Ignoring me, she continued, “But his wife was dead, and even though you were gone, nowhere to be found, there was still one person I could strike at—the child, whom I’d had the foresight to grab despite my husband’s objections. So I sold the boy to the Macau sex trade, thought nothing more of it. But my happiness in knowing that Ronan’s son would be defiled was short-lived. When you tore through the city to find the boy, you gave me the instrument of my revenge. And while it was impossible to strike at you in the US or Europe, I knew if I was patient, if I waited, if I planned, I could get to you through Ronan’s son.”

We lapsed into silence then, each taking the measure of the other.

“So,” she said, uncrossing and recrossing her legs, leaning a bit forward. “Did you arrive here this evening prepared to die?”

“No,” I said flatly. “I came to kill you.”

She laughed. “How like a man to assume that since I’m a woman, you can dispatch me so easily.”

“No. Not at all. I didn’t even know who you were, as you recall.”

I watched her startle over the reminder.

“My plan when I came here was to kill whoever tried to kill Owen, and now that I know you’re the one who sold Owen to the sex trade, I know you’ll never stop.”

“No, I won’t.”

“But if I kill you, nothing changes.

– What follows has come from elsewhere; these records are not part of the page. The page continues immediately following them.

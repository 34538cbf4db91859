//! In-memory snapshot store.

use async_trait::async_trait;
use bacen_core::{Result, Snapshot, SnapshotStore};
use tokio::sync::RwLock;
use tracing::{debug, instrument};

/// Simple in-memory store for testing and embedding.
///
/// Holds at most one snapshot behind an `RwLock`; the snapshot is cloned on
/// load and lost when the store is dropped.
#[derive(Debug, Default)]
pub struct MemoryStore {
    snapshot: RwLock<Option<Snapshot>>,
}

impl MemoryStore {
    /// Create a new empty in-memory store.
    #[must_use]
    pub fn new() -> Self {
        Self::default()
    }
}

#[async_trait]
impl SnapshotStore for MemoryStore {
    #[instrument(skip(self, snapshot), fields(ledger_rows = snapshot.ledger.len()))]
    async fn replace(&self, snapshot: &Snapshot) -> Result<()> {
        *self.snapshot.write().await = Some(snapshot.clone());
        debug!("replaced in-memory snapshot");
        Ok(())
    }

    async fn load(&self) -> Result<Option<Snapshot>> {
        Ok(self.snapshot.read().await.clone())
    }

    #[instrument(skip(self))]
    async fn clear(&self) -> Result<()> {
        *self.snapshot.write().await = None;
        debug!("cleared in-memory snapshot");
        Ok(())
    }
}

#[cfg(test)]
mod tests {
    use super::*;
    use bacen_core::period::Quarter;
    use bacen_core::types::LineItem;
    use chrono::NaiveDate;

    fn snapshot() -> Snapshot {
        let month = NaiveDate::from_ymd_opt(2024, 9, 1).unwrap();
        let row = LineItem {
            institution_code: "00000001".to_string(),
            institution_name: Some("BANCO EXEMPLO S.A.".to_string()),
            report_number: 1,
            report_name: "Resumo".to_string(),
            group: "nagroup".to_string(),
            account: None,
            column_name: "Lucro Líquido".to_string(),
            category_key: "Resumo_nagroup_Lucro Líquido".to_string(),
            period_month: month,
            period_quarter: Quarter::from(month),
            value: 10.0,
        };
        Snapshot {
            ledger: vec![row],
            ..Default::default()
        }
    }

    #[tokio::test]
    async fn test_replace_then_load() {
        let store = MemoryStore::new();
        assert!(store.load().await.unwrap().is_none());

        store.replace(&snapshot()).await.unwrap();
        let loaded = store.load().await.unwrap().unwrap();
        assert_eq!(loaded.ledger.len(), 1);
    }

    #[tokio::test]
    async fn test_replace_overwrites_fully() {
        let store = MemoryStore::new();
        store.replace(&snapshot()).await.unwrap();
        store.replace(&Snapshot::default()).await.unwrap();

        let loaded = store.load().await.unwrap().unwrap();
        assert!(loaded.ledger.is_empty());
    }

    #[tokio::test]
    async fn test_clear() {
        let store = MemoryStore::new();
        store.replace(&snapshot()).await.unwrap();
        store.clear().await.unwrap();
        assert!(store.load().await.unwrap().is_none());
    }
}
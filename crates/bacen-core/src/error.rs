//! Error types for ETL and query operations.
//!
//! This module defines [`BacenError`] which covers all error cases that can
//! occur when cleaning, transforming, querying, or persisting report data.

use thiserror::Error;

/// Errors that can occur during ETL, query, or store operations.
#[derive(Error, Debug)]
pub enum BacenError {
    /// Error parsing raw report data.
    #[error("Parse error: {0}")]
    Parse(String),

    /// A caller requested a market-metrics feature that is not in the catalog.
    #[error("Unknown market feature: {0}")]
    UnknownFeature(String),

    /// A caller requested a credit modality that is not in the catalog.
    #[error("Unknown credit modality: {0}")]
    UnknownModality(String),

    /// A caller requested a component group that is not in the catalog.
    #[error("Unknown component group: {0}")]
    UnknownComponentGroup(String),

    /// A caller requested a projection kind that is not in the catalog.
    #[error("Unknown projection kind: {0}")]
    UnknownProjection(String),

    /// An invalid parameter was provided.
    #[error("Invalid parameter: {0}")]
    InvalidParameter(String),

    /// Error interacting with the snapshot store.
    #[error("Store error: {0}")]
    Store(String),

    /// Error building a DataFrame view of a table.
    #[error("Frame error: {0}")]
    Frame(String),

    /// Any other error.
    #[error("{0}")]
    Other(String),
}

impl From<polars::error::PolarsError> for BacenError {
    fn from(e: polars::error::PolarsError) -> Self {
        Self::Frame(e.to_string())
    }
}

/// Result type alias using [`BacenError`].
pub type Result<T> = std::result::Result<T, BacenError>;
//! Institution registry: code to display-name resolution.

use serde::{Deserialize, Serialize};
use std::collections::HashMap;

use crate::error::{BacenError, Result};

/// One record of the consolidated institutions export.
///
/// Extra fields present in the export are ignored on parse.
#[derive(Clone, Debug, PartialEq, Eq, Serialize, Deserialize)]
pub struct InstitutionRecord {
    /// Institution code as exported, any width.
    #[serde(rename = "CodInst")]
    pub code: String,
    /// Institution display name.
    #[serde(rename = "NomeInstituicao")]
    pub name: String,
}

/// Registry mapping 8-digit institution codes to display names.
///
/// Codes are zero-padded on insert and on lookup, so both sides of the
/// ledger join agree on the key width.
#[derive(Clone, Debug, Default, PartialEq, Eq)]
pub struct InstitutionRegistry {
    names: HashMap<String, String>,
}

/// Zero-pads an institution code to 8 digits.
#[must_use]
pub fn pad_code(code: &str) -> String {
    format!("{code:0>8}")
}

impl InstitutionRegistry {
    /// Creates an empty registry.
    #[must_use]
    pub fn new() -> Self {
        Self::default()
    }

    /// Builds a registry from parsed records.
    #[must_use]
    pub fn from_records(records: impl IntoIterator<Item = InstitutionRecord>) -> Self {
        let names = records
            .into_iter()
            .map(|r| (pad_code(&r.code), r.name))
            .collect();
        Self { names }
    }

    /// Parses the consolidated institutions JSON export.
    ///
    /// # Errors
    /// Returns [`BacenError::Parse`] if the JSON is malformed.
    pub fn from_json_str(json: &str) -> Result<Self> {
        let records: Vec<InstitutionRecord> =
            serde_json::from_str(json).map_err(|e| BacenError::Parse(e.to_string()))?;
        Ok(Self::from_records(records))
    }

    /// Registers one code/name pair.
    pub fn insert(&mut self, code: impl AsRef<str>, name: impl Into<String>) {
        self.names.insert(pad_code(code.as_ref()), name.into());
    }

    /// Looks up the display name for a code of any width.
    ///
    /// Unmatched codes return `None`; that is expected data, not an error.
    #[must_use]
    pub fn name(&self, code: &str) -> Option<&str> {
        self.names.get(&pad_code(code)).map(String::as_str)
    }

    /// Returns the number of registered institutions.
    #[must_use]
    pub fn len(&self) -> usize {
        self.names.len()
    }

    /// Returns true if no institutions are registered.
    #[must_use]
    pub fn is_empty(&self) -> bool {
        self.names.is_empty()
    }
}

I don’t see how that fixes anything.”

She hated me, yes, but she was also confused at the moment. “There’s nothing to fix, Colonel. The damage was done a lifetime ago. What could you possibly hope to accomplish?”

“The dismantling of everything you’ve built on the blood of others. I wasn’t sure what I was going to do until right this second. But you dying is too easy. You have to help put a lot of people behind bars.”

“You’re deluded,” she replied, her voice almost shrill, thrumming with anger.

“You killed a CIA agent and his wife, and you kidnapped their son—twice. You have to pay for that.”

At which point the agents Darius had promised me rushed through Ming Gray’s front door.

She had a gun shoved down between the couch cushion and the arm, but she went for it too late. The agents had her restrained in seconds.

“We’re all older,” I told her as she was handcuffed. “None of us are as fast or as deadly as we once were.”

She started screaming then, threatening me with everything she could think of.

“You’ll never be free again,” I promised her as they took her away. “And I hope you think about Ronan and Sara Moss every day for the rest of your life.”

Once she was gone, Darius and Dante came in. Darius sat down at the computer in her office, plugged in a jump drive, and seconds later had full access to all her files.

“That was a bit anticlimactic,” Dante told me.

I shook my head. “Wanted a big shoot-out, did you?”